Personal information
- Born: September 18, 1981 (age 44) Riga, Latvian SSR
- Listed height: 6 ft 1.5 in (1.87 m)
- Listed weight: 185 lb (84 kg)

Career information
- NBA draft: 2003: undrafted
- Playing career: 1998–2017
- Position: Point guard
- Number: 9, 18
- Coaching career: 2017–2018

Career history

Playing
- 1998–2000: ASK/Brocēni/LMT
- 2000–2001: Antalya BB
- 2001–2003: Skonto
- 2003: Panionios
- 2003–2004: Skonto
- 2004–2006: EWE Baskets Oldenburg
- 2006–2007: Amatori Udine
- 2007–2008: Triumph Lyubertsy
- 2008–2009: Fuenlabrada
- 2009–2010: Joventut Badalona
- 2010–2011: Fuenlabrada
- 2011–2012: Unicaja Málaga
- 2012: Artland Dragons
- 2012–2013: Fuenlabrada
- 2013–2014: TED Ankara Kolejliler
- 2014: Barons
- 2014–2016: Türk Telekom
- 2017: Valmiera/ORDO

Coaching
- 2017–2018: Valmiera/ORDO
- 2024–: BK Sigulda

= Kristaps Valters =

Latvian basketball player and coach

Kristaps Valters (born September 18, 1981) is a Latvian former professional basketball player. After retiring he became a coach, and is currently working as a head coach for Valmiera/ORDO.

== Playing career ==
Valters first played professionally in 1998, for ASK/Brocēni/LMT. In 2000, Valters signed his first foreign contract, with Antalya Büyükşehir Belediyesi, but played there only one season. He then returned to the Latvian Basketball League, signing a two-year contract with the newly created team Skonto.
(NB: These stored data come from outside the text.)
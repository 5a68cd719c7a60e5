//! # Políticas de Planificación
//! src/scheduler/mod.rs
//!
//! La política decide DÓNDE se inserta un request nuevo dentro de la cola.
//! La cola siempre se vacía por el frente, así que el orden de inserción es
//! el orden de atención.
//!
//! | Política | Posición                                             |
//! |----------|------------------------------------------------------|
//! | FIFO     | al final (`count`)                                   |
//! | SFF      | antes del primer archivo estrictamente más grande    |
//! | Random   | uniforme en `0..=count`                              |
//!
//! Con la cola vacía las tres retornan `0`.

use rand::Rng;
use std::fmt;
use std::str::FromStr;

#[derive(Debug, Clone, Copy, PartialEq, Eq, Default)]
pub enum SchedulingPolicy {
    /// First In First Out: orden de llegada
    #[default]
    Fifo,

    /// Shortest File First: orden ascendente por tamaño, estable
    ShortestFileFirst,

    /// Posición aleatoria uniforme
    Random,
}

impl SchedulingPolicy {
    /// Calcula la posición de inserción para un request de `new_size` bytes.
    ///
    /// `existing` son los tamaños de los requests encolados, del frente al
    /// final. El resultado siempre está en `0..=existing.len()`.
    ///
    /// # Ejemplo
    /// ```
    /// use static_server::scheduler::SchedulingPolicy;
    ///
    /// let mut rng = rand::thread_rng();
    /// let sizes = [10u64, 30, 50];
    /// assert_eq!(SchedulingPolicy::Fifo.insertion_index(sizes.iter().copied(), 20, &mut rng), 3);
    /// assert_eq!(
    ///     SchedulingPolicy::ShortestFileFirst.insertion_index(sizes.iter().copied(), 20, &mut rng),
    ///     1
    /// );
    /// ```
    pub fn insertion_index<I, R>(&self, existing: I, new_size: u64, rng: &mut R) -> usize
    where
        I: ExactSizeIterator<Item = u64>,
        R: Rng,
    {
        let count = existing.len();
        if count == 0 {
            return 0;
        }

        match self {
            SchedulingPolicy::Fifo => count,
            SchedulingPolicy::ShortestFileFirst => {
                let mut existing = existing;
                existing.position(|size| size > new_size).unwrap_or(count)
            }
            SchedulingPolicy::Random => rng.gen_range(0..=count),
        }
    }

    /// Identificador numérico (`0`, `1`, `2`)
    pub fn id(&self) -> u8 {
        match self {
            SchedulingPolicy::Fifo => 0,
            SchedulingPolicy::ShortestFileFirst => 1,
            SchedulingPolicy::Random => 2,
        }
    }
}

impl fmt::Display for SchedulingPolicy {
    fn fmt(&self, f: &mut fmt::Formatter<'_>) -> fmt::Result {
        let name = match self {
            SchedulingPolicy::Fifo => "FIFO",
            SchedulingPolicy::ShortestFileFirst => "SFF",
            SchedulingPolicy::Random => "RANDOM",
        };
        write!(f, "{}", name)
    }
}

impl FromStr for SchedulingPolicy {
    type Err = String;

    /// Acepta el id numérico o el nombre (sin importar mayúsculas)
    fn from_str(s: &str) -> Result<Self, Self::Err> {
        match s.trim().to_ascii_lowercase().as_str() {
            "0" | "fifo" => Ok(SchedulingPolicy::Fifo),
            "1" | "sff" => Ok(SchedulingPolicy::ShortestFileFirst),
            "2" | "random" => Ok(SchedulingPolicy::Random),
            other => Err(format!(
                "unknown scheduling policy '{}' (expected 0=fifo, 1=sff, 2=random)",
                other
            )),
        }
    }
}

#[cfg(test)]
mod tests {
    use super::*;
    use rand::rngs::StdRng;
    use rand::SeedableRng;

    fn index(policy: SchedulingPolicy, sizes: &[u64], new_size: u64) -> usize {
        let mut rng = StdRng::seed_from_u64(7);
        policy.insertion_index(sizes.iter().copied(), new_size, &mut rng)
    }

    #[test]
    fn test_empty_queue_is_position_zero() {
        for policy in [
            SchedulingPolicy::Fifo,
            SchedulingPolicy::ShortestFileFirst,
            SchedulingPolicy::Random,
        ] {
            assert_eq!(index(policy, &[], 42), 0, "{}", policy);
        }
    }

    #[test]
    fn test_fifo_appends() {
        assert_eq!(index(SchedulingPolicy::Fifo, &[10, 5, 20], 1), 3);
    }

    #[test]
    fn test_sff_before_first_larger() {
        let sff = SchedulingPolicy::ShortestFileFirst;
        assert_eq!(index(sff, &[10, 30, 50], 5), 0);
        assert_eq!(index(sff, &[10, 30, 50], 20), 1);
        assert_eq!(index(sff, &[10, 30, 50], 60), 3);
    }

    #[test]
    fn test_sff_is_stable_for_equal_sizes() {
        // Un tamaño igual va DESPUÉS de los existentes iguales
        assert_eq!(
            index(SchedulingPolicy::ShortestFileFirst, &[10, 30, 30, 50], 30),
            3
        );
    }

    #[test]
    fn test_sff_builds_ascending_order() {
        let mut queue: Vec<u64> = Vec::new();
        for size in [50, 10, 30] {
            let pos = index(SchedulingPolicy::ShortestFileFirst, &queue, size);
            queue.insert(pos, size);
        }
        assert_eq!(queue, vec![10, 30, 50]);
    }

    #[test]
    fn test_random_covers_every_position() {
        let mut rng = StdRng::seed_from_u64(2024);
        let sizes = [1u64, 2, 3];
        let mut seen = [0usize; 4];

        for _ in 0..1000 {
            let pos = SchedulingPolicy::Random.insertion_index(sizes.iter().copied(), 9, &mut rng);
            assert!(pos <= sizes.len(), "position {} out of range", pos);
            seen[pos] += 1;
        }

        assert!(seen.iter().all(|&n| n > 0), "distribution: {:?}", seen);
    }

    #[test]
    fn test_from_str() {
        assert_eq!("0".parse::<SchedulingPolicy>(), Ok(SchedulingPolicy::Fifo));
        assert_eq!(
            "1".parse::<SchedulingPolicy>(),
            Ok(SchedulingPolicy::ShortestFileFirst)
        );
        assert_eq!(
            "Random".parse::<SchedulingPolicy>(),
            Ok(SchedulingPolicy::Random)
        );
        assert!("3".parse::<SchedulingPolicy>().is_err());
    }

    #[test]
    fn test_id_roundtrip() {
        for policy in [
            SchedulingPolicy::Fifo,
            SchedulingPolicy::ShortestFileFirst,
            SchedulingPolicy::Random,
        ] {
            assert_eq!(policy.id().to_string().parse::<SchedulingPolicy>(), Ok(policy));
        }
    }
}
In 2003, he played in the NBA Summer League for the Cleveland Cavaliers alongside number #1 pick in that draft LeBron James. In the fall of that year, he returned to Europe and played for Panionios. Valters did not stay there for long and in December 2004, he returned to play for Skonto.

From 2004 to 2006, he played for the Germany's Basketball Bundesliga club EWE Baskets Oldenburg. Then he went to Italy and played for Pallalcesto Amatori Udine. During the season in Italy he was named as Week 8 MVP of ULEB Cup.
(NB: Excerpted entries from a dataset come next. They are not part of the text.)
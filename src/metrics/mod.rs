//! # Sistema de Métricas
//! src/metrics/mod.rs
//!
//! Contadores del servidor:
//! - Conexiones recibidas, admitidas y descartadas
//! - Respuestas por código de estado
//! - Bytes servidos

pub mod collector;

pub use collector::{MetricsCollector, MetricsSnapshot};
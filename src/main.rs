//! # Static HTTP Server - Entry Point
//! src/main.rs
//!
//! Punto de entrada del servidor: configuración, logging, bind y loop.
//!
//! `RUST_LOG` controla el nivel (por defecto `static_server=info`) y
//! `LOG_FORMAT=json` cambia la salida a JSON.

use static_server::config::Config;
use static_server::server::Server;
use tracing_subscriber::{fmt, layer::SubscriberExt, util::SubscriberInitExt, EnvFilter};

fn init_logging() {
    let env_filter = EnvFilter::try_from_default_env()
        .unwrap_or_else(|_| EnvFilter::new("static_server=info"));

    let json = std::env::var("LOG_FORMAT").map(|f| f == "json").unwrap_or(false);

    if json {
        tracing_subscriber::registry()
            .with(env_filter)
            .with(fmt::layer().json())
            .init();
    } else {
        tracing_subscriber::registry()
            .with(env_filter)
            .with(fmt::layer().with_thread_names(true))
            .init();
    }
}

fn main() {
    let config = Config::new();
    init_logging();

    if let Err(e) = config.validate() {
        eprintln!("💥 Configuración inválida: {}", e);
        std::process::exit(1);
    }

    config.print_summary();

    let server = match Server::bind(config) {
        Ok(server) => server,
        Err(e) => {
            eprintln!("💥 Error al abrir el socket: {}", e);
            std::process::exit(1);
        }
    };

    // Esto bloquea el thread para siempre
    if let Err(e) = server.run() {
        eprintln!("💥 Error fatal: {}", e);
        std::process::exit(1);
    }
}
In 2007, he signed a contract with Scafati Basket, but never played there because he was injured and the team terminated his contract. In November 2007, Valters signed with Russian team Triumph Lyubertsy.

In the summer of 2008, he signed a contract with Liga ACB team Fuenlabrada and had a breakout season. The team wanted to retain Valters and offered him a three-year contract for about two million dollars, but Valters opted to sign a two-year contract with DKV Joventut in July 2009 replacing Ricky Rubio.
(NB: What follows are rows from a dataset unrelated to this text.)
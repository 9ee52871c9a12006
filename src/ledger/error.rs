use thiserror::Error;

use super::block::{Block, OwnerId, PayloadError};
use super::miner::MiningError;
use super::store::StorageError;

/// Errors that can occur while creating, storing or reading blocks
#[derive(Debug, Error)]
pub enum LedgerError {
    #[error("Mining exhausted: no nonce below {max_nonce} satisfies difficulty {difficulty}")]
    MiningExhausted { difficulty: u32, max_nonce: u64 },

    #[error("Mining cancelled after {attempts} attempts")]
    MiningCancelled { attempts: u64 },

    #[error("Mining timed out after {attempts} attempts")]
    MiningTimedOut { attempts: u64 },

    #[error("Invalid parameters: {0}")]
    InvalidParameters(String),

    #[error("Invalid session: {0}")]
    InvalidPayload(#[from] PayloadError),

    #[error("Failed to read chain: {0}")]
    ChainRead(#[source] StorageError),

    /// The block was mined but could not be persisted; it can be appended again
    /// without re-mining.
    #[error("Failed to store block {}: {source}", .block.sequence_number)]
    Store {
        block: Box<Block>,
        #[source]
        source: StorageError,
    },

    #[error("Invalid block: {0}")]
    InvalidBlock(String),

    #[error("Block {sequence_number} not found in chain {owner}")]
    BlockNotFound { owner: OwnerId, sequence_number: u64 },

    #[error("Block {sequence_number} in chain {owner} is already completed")]
    AlreadyCompleted { owner: OwnerId, sequence_number: u64 },
}

impl From<MiningError> for LedgerError {
    fn from(err: MiningError) -> Self {
        match err {
            MiningError::Exhausted {
                difficulty,
                max_nonce,
            } => LedgerError::MiningExhausted {
                difficulty,
                max_nonce,
            },
            MiningError::Cancelled { attempts } => LedgerError::MiningCancelled { attempts },
            MiningError::TimedOut { attempts } => LedgerError::MiningTimedOut { attempts },
            MiningError::InvalidParameters(reason) => LedgerError::InvalidParameters(reason),
        }
    }
}

impl LedgerError {
    /// Whether retrying the same call with other mining parameters could succeed
    pub fn is_retryable(&self) -> bool {
        matches!(
            self,
            LedgerError::MiningExhausted { .. }
                | LedgerError::MiningCancelled { .. }
                | LedgerError::MiningTimedOut { .. }
                | LedgerError::Store { .. }
        )
    }

    /// The sealed block carried by a failed append, if any
    pub fn unstored_block(&self) -> Option<&Block> {
        match self {
            LedgerError::Store { block, .. } => Some(block),
            _ => None,
        }
    }
}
In August 2010, he returned to Baloncesto Fuenlabrada, where he had another great year by leading his underdog squad to the ACB League's play-offs. For the 2011–12 season he signed with Unicaja Málaga, helping team to reach Euroleague's Top16. Kristaps ended season in Malaga as ACB's leading three-point shooter.

Prior to 2012–13 season Valters joined German squad Artland Dragons, but later returned to Fuenlabrada, where he finished the season.

For the 2013–14 season Valters moved to Turkey, signing with TED Ankara Kolejliler and guiding his team to Eurocup Quarterfinals. During the season Valters delivered some very impressive outings that included 26 points and 7 assists in a road win over Brose Baskets on January 29, 2014. Valters capped season with a 31-point and 6 assists performance, shooting 9-10 from three in a win over Pınar Karşıyaka on 7 May 2014.

On December 3, 2014 he signed with Türk Telekom. On February 20, 2017, Valters signed with the Latvian team Valmiera. On May 1, 2017, Valters announced that he has to retire from playing due to health problems.

==National team career==
Valters was a member of the senior Latvian national team in four EuroBasket tournaments (2001, 2003, 2005, and 2009).

==Personal life==
Valters' father Valdis, is a former Soviet Union basketball star, and his brother, Sandis, also played professional basketball.